Father Tadeusz Pacholczyk is the director of education at the
Philadelphia-based National Catholic Bioethics Center. He writes a
monthly column for The Catholic Herald titled "Making Sense out of
Bioethics."
In this interview with ZENIT, he discusses some of the need to base
bioethics in absolute moral principles in light of recent events related
to his field.
ZENIT: In recent years bioethics seems to have become a battleground
where many interest groups try to impose their political views separated
from any consideration of the field's moral foundations. The 2005 U.N.
Universal Declaration on Bioethics and Human Rights could be considered
a starting point, but it leaves some questions unanswered. Where is
bioethics going in such a globalised world?
Father Pacholczyk: The declaration is, in my opinion, sufficiently vague
as to be largely unhelpful when it comes to addressing challenging
bioethical discussions and approaching serious moments of decision
making.
The final line of the declaration speaks of how no one should be allowed
to "engage in any activity or to perform any act contrary to human
rights, fundamental freedoms and human dignity," but it does not specify
any of these broad ideas in an applied or meaningful way.
In my own work, when it comes to fundamental human rights, perhaps the
most obvious instance would be the fundamental rights of the human
embryo, the youngest member of our human family.
Yet the word "embryo" is not ever mentioned in the declaration. I worry
that much of our modern bioethical discourse simply "talks around" the
key issues.
ZENIT: Recently in the United States, human embryonic stem cell research
has been promoted by new federal funding, and the media reports that
this has divided the public. What is the position of the Catholic Church
in such a delicate moment?
Father Pacholczyk: The Catholic Church in this delicate moment, as in
every moment, expounds and authoritatively teaches the natural law.
The moral truth about human embryonic stem cell research can be known by
the light of natural reason.
The issue is a matter of basic human rights. I sometimes remind people
that each of us is merely an embryo who grew up.
Once we grasp this basic biological fact correctly, and once we see the
truth of the proposition that all are created equal, that all deserve
equal protection under the law, human embryonic stem cell research,
insofar as it requires the destruction of embryos, can be seen for what
it is: an action that is always and everywhere immoral.
ZENIT: Can the field of bioethics survive without moral absolutes or
does it face the possibility of remaining persistently adrift?
Father Pacholczyk: Moral absolutes form the bedrock of society and are a
sine qua non for its just ordering.
Moral absolutes also stand at the root of all sound bioethics. The
proclamation that "there are no moral absolutes by which we are bound"
is itself an absolutist moral statement.
Interestingly, nobody really believes in moral relativism today anyway;
they simply believe that when it comes to absolute morality, they
themselves must be the arbiters of what is moral and what is not.

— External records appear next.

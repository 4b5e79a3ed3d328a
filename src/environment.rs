use crate::error::Result;
use crate::solver::OptimizationOptions;
use num_rational::BigRational;
use serde::{Deserialize, Serialize};

use std::fmt;
use std::fs::File;
use std::io::BufReader;
use std::path::{Path, PathBuf};
use std::str::FromStr;

#[derive(Debug, Clone, Copy, Eq, PartialEq, Serialize, Deserialize)]
pub enum Solver {
    #[serde(rename = "z3")]
    Z3,
    #[serde(rename = "cvc4")]
    CVC4,
    #[serde(rename = "yices2")]
    Yices2,
}

impl Default for Solver {
    fn default() -> Self {
        Self::Z3
    }
}

impl fmt::Display for Solver {
    fn fmt(&self, f: &mut fmt::Formatter<'_>) -> fmt::Result {
        match self {
            Self::Z3 => write!(f, "Z3"),
            Self::CVC4 => write!(f, "CVC4"),
            Self::Yices2 => write!(f, "Yices2"),
        }
    }
}

#[derive(Debug, Clone, Eq, PartialEq, Serialize, Deserialize)]
pub struct Optimization {
    /// Rational number like `1/1000` or `0.001`.
    #[serde(default = "default_tolerance")]
    pub tolerance: String,
    #[serde(default = "default_max_refinements")]
    pub max_refinements: usize,
}

impl Default for Optimization {
    fn default() -> Self {
        Self {
            tolerance: default_tolerance(),
            max_refinements: default_max_refinements(),
        }
    }
}

impl Optimization {
    pub fn tolerance(&self) -> Result<BigRational> {
        let tolerance = self.tolerance.trim();
        let value = match tolerance.find('.') {
            Some(point) => {
                let (whole, fraction) = (&tolerance[..point], &tolerance[point + 1..]);
                let numer = num_bigint::BigInt::from_str(&format!("{}{}", whole, fraction))?;
                let denom = num_traits::pow(num_bigint::BigInt::from(10), fraction.len());
                BigRational::new(numer, denom)
            }
            None => BigRational::from_str(tolerance)?,
        };

        if value <= BigRational::from_integer(0.into()) {
            return Err(format!("Tolerance must be positive but is {}", self.tolerance).into());
        }
        Ok(value)
    }
}

#[derive(Debug, Clone, Eq, PartialEq, Serialize, Deserialize, Builder)]
#[builder(default)]
pub struct Environment {
    #[serde(default)]
    pub solver: Solver,
    /// Per-check timeout in milliseconds.
    #[serde(default, skip_serializing_if = "Option::is_none")]
    pub timeout: Option<u64>,
    #[serde(default)]
    pub optimization: Optimization,
    #[serde(default = "disabled")]
    pub debug: bool,
    #[serde(default = "default_debug_file")]
    pub debug_file: PathBuf,
}

impl Default for Environment {
    fn default() -> Self {
        Self {
            solver: Solver::default(),
            timeout: None,
            optimization: Optimization::default(),
            debug: false,
            debug_file: default_debug_file(),
        }
    }
}

impl Environment {
    pub fn from_file(path: &Path) -> Result<Environment> {
        let file = File::open(path)
            .map_err(|_| format!("Environment file '{}' could not be loaded", path.display()))?;
        let reader = BufReader::new(file);
        Ok(serde_yaml::from_reader(reader)?)
    }

    pub fn solver(&self) -> Solver {
        self.solver
    }

    pub fn timeout(&self) -> Option<u64> {
        self.timeout
    }

    pub fn debug(&self) -> bool {
        self.debug
    }

    pub fn debug_file(&self) -> &Path {
        &self.debug_file
    }

    pub fn optimization_options(&self) -> Result<OptimizationOptions> {
        Ok(OptimizationOptions {
            tolerance: self.optimization.tolerance()?,
            max_refinements: self.optimization.max_refinements,
        })
    }
}

impl fmt::Display for Environment {
    fn fmt(&self, f: &mut fmt::Formatter<'_>) -> fmt::Result {
        let yaml = serde_yaml::to_string(self).map_err(|_| fmt::Error)?;
        write!(f, "{}", yaml)
    }
}

fn disabled() -> bool {
    false
}

fn default_tolerance() -> String {
    "1/1000".to_owned()
}

fn default_max_refinements() -> usize {
    128
}

fn default_debug_file() -> PathBuf {
    PathBuf::from("solver.smt2")
}
//! Ready-made queries bundling assumptions with one solver operation.

use crate::environment::Environment;
use crate::error::Result;
use crate::expr::Constant;
use crate::formula::Formula;
use crate::solver::{self, Engine, SatSolver, SmtSolver};

macro_rules! named_assumptions {
    ( $name:ident ) => {
        impl $name {
            /// Assumes `value` for the variable called `variable`.
            pub fn with_assumption<V: Into<Constant>>(mut self, variable: &str, value: V) -> Self {
                self.assumptions.push((variable.to_owned(), value.into()));
                self
            }
        }
    };
}

mod counting;
mod diagnosis;
mod optimization;
mod satisfiability;

pub use self::counting::CountSolutionsAnalysis;
pub use self::diagnosis::MinimalUnsatisfiableSubsetAnalysis;
pub use self::optimization::{MaximumAnalysis, MinimumAnalysis};
pub use self::satisfiability::{GetSolutionAnalysis, HasSolutionAnalysis};

pub trait Analysis {
    type Output;

    /// Name of the analysis.
    fn name(&self) -> &'static str;

    /// Assumptions by variable name, applied in order before the analysis runs.
    fn assumptions(&self) -> &[(String, Constant)];

    /// Runs the analysis on `solver`, whose assumptions are already in place.
    fn analyze<E: Engine>(&self, solver: &mut SmtSolver<E>) -> Result<Self::Output>;

    /// Runs the analysis on `formula` using `engine`.
    fn execute<E: Engine>(&self, formula: &Formula, engine: E) -> Result<Self::Output> {
        let mut solver = SmtSolver::new(formula, engine)?;
        run(self, &mut solver)
    }

    /// Runs the analysis on `formula` using the engine configured by `env`.
    fn execute_in(&self, env: &Environment, formula: &Formula) -> Result<Self::Output> {
        let mut solver = solver::create_solver(formula, env)?;
        run(self, &mut solver)
    }
}

fn run<A, E>(analysis: &A, solver: &mut SmtSolver<E>) -> Result<A::Output>
where
    A: Analysis + ?Sized,
    E: Engine,
{
    for (variable, value) in analysis.assumptions() {
        solver.assume(variable, value.clone())?;
    }

    debug!(
        "Running {} analysis with assumptions {}",
        analysis.name(),
        solver.assumptions()
    );
    analysis.analyze(solver)
}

I have never met anyone who didn't insist on moral absolutes of some
kind. Even those of the most liberal-minded, relativist stripe will,
when pushed, insist that certain actions are absolutely wrong, whether
it is polluting and causing global warming, killing polar bears, or
threatening the South American rainforests.
When it comes to killing young humans in the womb, these same
liberal-minded individuals will paradoxically insist that everybody
should be free to choose to do whatever they want, although such radical
freedom of choice will be summarily denied by them to anyone who might
wish to take the lives of pandas or dolphins.
In other words, they exercise a selective absolutism, where they are the
ones to decide, often based on unexamined sentiment, those matters that
are to be held as absolutely wrong. Their own myopic version of the
truth, which is really only a partial and incomplete image of it,
becomes a kind of central focus and obsession for them.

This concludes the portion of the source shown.